* THE PROBLEM
From the first line to the last, return the data exactly as written.

* THE DATA
-------------------------

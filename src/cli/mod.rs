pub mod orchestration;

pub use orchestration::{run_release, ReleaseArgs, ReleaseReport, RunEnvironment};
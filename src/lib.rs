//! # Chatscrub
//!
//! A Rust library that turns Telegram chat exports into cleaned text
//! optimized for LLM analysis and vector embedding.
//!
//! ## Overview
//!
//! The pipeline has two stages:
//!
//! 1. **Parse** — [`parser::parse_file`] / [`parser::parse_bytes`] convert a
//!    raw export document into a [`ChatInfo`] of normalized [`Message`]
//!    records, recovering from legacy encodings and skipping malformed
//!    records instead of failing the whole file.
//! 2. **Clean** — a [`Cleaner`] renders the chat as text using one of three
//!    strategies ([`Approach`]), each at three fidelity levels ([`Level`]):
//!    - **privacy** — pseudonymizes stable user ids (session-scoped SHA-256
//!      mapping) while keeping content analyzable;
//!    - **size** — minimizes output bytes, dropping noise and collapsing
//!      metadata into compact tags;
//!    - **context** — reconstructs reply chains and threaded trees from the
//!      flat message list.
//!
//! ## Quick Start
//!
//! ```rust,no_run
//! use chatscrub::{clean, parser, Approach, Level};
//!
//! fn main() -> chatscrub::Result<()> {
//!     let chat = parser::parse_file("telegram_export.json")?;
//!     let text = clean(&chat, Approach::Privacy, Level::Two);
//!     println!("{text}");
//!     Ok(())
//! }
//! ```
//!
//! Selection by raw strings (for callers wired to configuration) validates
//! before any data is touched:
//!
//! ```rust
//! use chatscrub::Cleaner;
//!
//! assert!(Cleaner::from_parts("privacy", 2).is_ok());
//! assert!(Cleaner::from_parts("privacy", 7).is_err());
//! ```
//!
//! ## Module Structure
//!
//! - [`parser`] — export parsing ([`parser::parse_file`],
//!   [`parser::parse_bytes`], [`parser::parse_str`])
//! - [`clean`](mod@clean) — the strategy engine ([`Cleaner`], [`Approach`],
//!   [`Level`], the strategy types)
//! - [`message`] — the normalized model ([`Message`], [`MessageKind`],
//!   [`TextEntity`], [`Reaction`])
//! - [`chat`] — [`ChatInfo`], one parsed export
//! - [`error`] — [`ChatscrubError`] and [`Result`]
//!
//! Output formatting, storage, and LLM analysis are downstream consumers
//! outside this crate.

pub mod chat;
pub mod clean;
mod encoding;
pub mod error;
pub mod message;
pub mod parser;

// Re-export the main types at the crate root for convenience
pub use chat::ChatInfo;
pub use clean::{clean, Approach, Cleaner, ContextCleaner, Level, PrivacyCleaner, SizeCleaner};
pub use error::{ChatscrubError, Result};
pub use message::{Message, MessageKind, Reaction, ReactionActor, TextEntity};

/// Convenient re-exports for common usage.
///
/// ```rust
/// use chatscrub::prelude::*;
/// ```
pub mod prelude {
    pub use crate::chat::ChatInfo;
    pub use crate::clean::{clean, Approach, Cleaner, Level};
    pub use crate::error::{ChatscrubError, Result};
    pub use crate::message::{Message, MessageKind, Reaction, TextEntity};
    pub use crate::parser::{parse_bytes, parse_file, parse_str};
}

-------------------------

* OUTPUT BELOW
filename src/cli/mod.rs
pub mod orchestration;

pub use orchestration::{run_release, ReleaseArgs, ReleaseReport, RunEnvironment};
filename src/lib.rs
//! # Chatscrub
//!
//! A Rust library that turns Telegram chat exports into cleaned text
//! optimized for LLM analysis and vector embedding.
//!
//! ## Overview
//!
//! The pipeline has two stages:
//!
//! 1. **Parse** — [`parser::parse_file`] / [`parser::parse_bytes`] convert a
//!    raw export document into a [`ChatInfo`] of normalized [`Message`]
//!    records, recovering from legacy encodings and skipping malformed
//!    records instead of failing the whole file.
//! 2. **Clean** — a [`Cleaner`] renders the chat as text using one of three
//!    strategies ([`Approach`]), each at three fidelity levels ([`Level`]):
//!    - **privacy** — pseudonymizes stable user ids (session-scoped SHA-256
//!      mapping) while keeping content analyzable;
//!    - **size** — minimizes output bytes, dropping noise and collapsing
//!      metadata into compact tags;
//!    - **context** — reconstructs reply chains and threaded trees from the
//!      flat message list.
//!
//! ## Quick Start
//!
//! ```rust,no_run
//! use chatscrub::{clean, parser, Approach, Level};
//!
//! fn main() -> chatscrub::Result<()> {
//!     let chat = parser::parse_file("telegram_export.json")?;
//!     let text = clean(&chat, Approach::Privacy, Level::Two);
//!     println!("{text}");
//!     Ok(())
//! }
//! ```
//!
//! Selection by raw strings (for callers wired to configuration) validates
//! before any data is touched:
//!
//! ```rust
//! use chatscrub::Cleaner;
//!
//! assert!(Cleaner::from_parts("privacy", 2).is_ok());
//! assert!(Cleaner::from_parts("privacy", 7).is_err());
//! ```
//!
//! ## Module Structure
//!
//! - [`parser`] — export parsing ([`parser::parse_file`],
//!   [`parser::parse_bytes`], [`parser::parse_str`])
//! - [`clean`](mod@clean) — the strategy engine ([`Cleaner`], [`Approach`],
//!   [`Level`], the strategy types)
//! - [`message`] — the normalized model ([`Message`], [`MessageKind`],
//!   [`TextEntity`], [`Reaction`])
//! - [`chat`] — [`ChatInfo`], one parsed export
//! - [`error`] — [`ChatscrubError`] and [`Result`]
//!
//! Output formatting, storage, and LLM analysis are downstream consumers
//! outside this crate.

pub mod chat;
pub mod clean;
mod encoding;
pub mod error;
pub mod message;
pub mod parser;

// Re-export the main types at the crate root for convenience
pub use chat::ChatInfo;
pub use clean::{clean, Approach, Cleaner, ContextCleaner, Level, PrivacyCleaner, SizeCleaner};
pub use error::{ChatscrubError, Result};
pub use message::{Message, MessageKind, Reaction, ReactionActor, TextEntity};

/// Convenient re-exports for common usage.
///
/// ```rust
/// use chatscrub::prelude::*;
/// ```
pub mod prelude {
    pub use crate::chat::ChatInfo;
    pub use crate::clean::{clean, Approach, Cleaner, Level};
    pub use crate::error::{ChatscrubError, Result};
    pub use crate::message::{Message, MessageKind, Reaction, TextEntity};
    pub use crate::parser::{parse_bytes, parse_file, parse_str};
}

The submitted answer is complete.